> What the task requires
For the data below, say how many lines contain "square". Only the number should be given.
::: Dataset entries
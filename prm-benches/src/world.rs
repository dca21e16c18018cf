//! Seeded planar world of disc obstacles inside the unit square.

use prm_core::{
    CollaboratorError, Configuration, EuclideanMetric, LinearNearestNeighbours, Prm, PrmBuilder,
    RecursiveVerifier, UniformSampler, ValidityChecker,
};
use rand::{Rng, SeedableRng, rngs::SmallRng};

use crate::{error::BenchSetupError, params::RoadmapBenchParams};

/// Query start, near the lower-left corner.
pub const START: [f64; 2] = [0.05, 0.05];
/// Query goal, near the upper-right corner.
pub const GOAL: [f64; 2] = [0.95, 0.95];

/// Resolution used by the motion verifier.
pub const MOTION_RESOLUTION: f64 = 0.005;

const PLACEMENT_ATTEMPTS_PER_DISC: usize = 100;

#[derive(Clone, Copy, Debug, PartialEq)]
struct Disc {
    centre: [f64; 2],
    radius: f64,
}

impl Disc {
    fn contains(&self, point: [f64; 2]) -> bool {
        let dx = point[0] - self.centre[0];
        let dy = point[1] - self.centre[1];
        dx * dx + dy * dy <= self.radius * self.radius
    }
}

/// Unit square with non-overlapping-corner disc obstacles.
#[derive(Clone, Debug, Default, PartialEq)]
pub struct DiscWorld {
    discs: Vec<Disc>,
}

impl DiscWorld {
    /// Scatters `count` discs of `radius` uniformly, rejecting placements
    /// that would cover [`START`] or [`GOAL`].
    ///
    /// # Errors
    /// Returns [`BenchSetupError::Crowded`] when the discs cannot be placed.
    pub fn random(count: usize, radius: f64, seed: u64) -> Result<Self, BenchSetupError> {
        let mut rng = SmallRng::seed_from_u64(seed);
        let mut discs = Vec::with_capacity(count);
        let mut attempts = 0;
        while discs.len() < count {
            attempts += 1;
            if attempts > count.saturating_mul(PLACEMENT_ATTEMPTS_PER_DISC) {
                return Err(BenchSetupError::Crowded {
                    requested: count,
                    radius,
                });
            }
            let disc = Disc {
                centre: [rng.gen_range(0.0..1.0), rng.gen_range(0.0..1.0)],
                radius,
            };
            if !disc.contains(START) && !disc.contains(GOAL) {
                discs.push(disc);
            }
        }
        Ok(Self { discs })
    }

    /// Returns the number of obstacles.
    #[must_use]
    pub fn len(&self) -> usize {
        self.discs.len()
    }

    /// Returns whether the world has no obstacles.
    #[must_use]
    pub fn is_empty(&self) -> bool {
        self.discs.is_empty()
    }
}

impl ValidityChecker for DiscWorld {
    fn check(&self, configuration: &Configuration) -> Result<bool, CollaboratorError> {
        let &[x, y] = configuration.as_slice() else {
            return Err(CollaboratorError::DimensionMismatch {
                left: 2,
                right: configuration.dimension(),
            });
        };
        Ok(self.discs.iter().all(|disc| !disc.contains([x, y])))
    }
}

/// Planner type used by the benchmarks.
pub type DiscPrm = Prm<
    UniformSampler,
    RecursiveVerifier<DiscWorld, EuclideanMetric>,
    EuclideanMetric,
    LinearNearestNeighbours<EuclideanMetric>,
>;

/// Builds a planner over `world` sampling the unit square.
///
/// # Errors
/// Propagates sampler, verifier, and builder validation failures.
pub fn planner(
    world: DiscWorld,
    params: RoadmapBenchParams,
    seed: u64,
) -> Result<DiscPrm, BenchSetupError> {
    let sampler = UniformSampler::new(
        Configuration::from([0.0, 0.0]),
        Configuration::from([1.0, 1.0]),
        seed,
    )?;
    let verifier = RecursiveVerifier::new(world, EuclideanMetric, MOTION_RESOLUTION)?;
    Ok(PrmBuilder::new()
        .with_max_neighbours(params.max_neighbours)
        .with_max_radius(0.3)
        .build(
            sampler,
            verifier,
            EuclideanMetric,
            LinearNearestNeighbours::new(EuclideanMetric),
        )?)
}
::::::
> Answer
3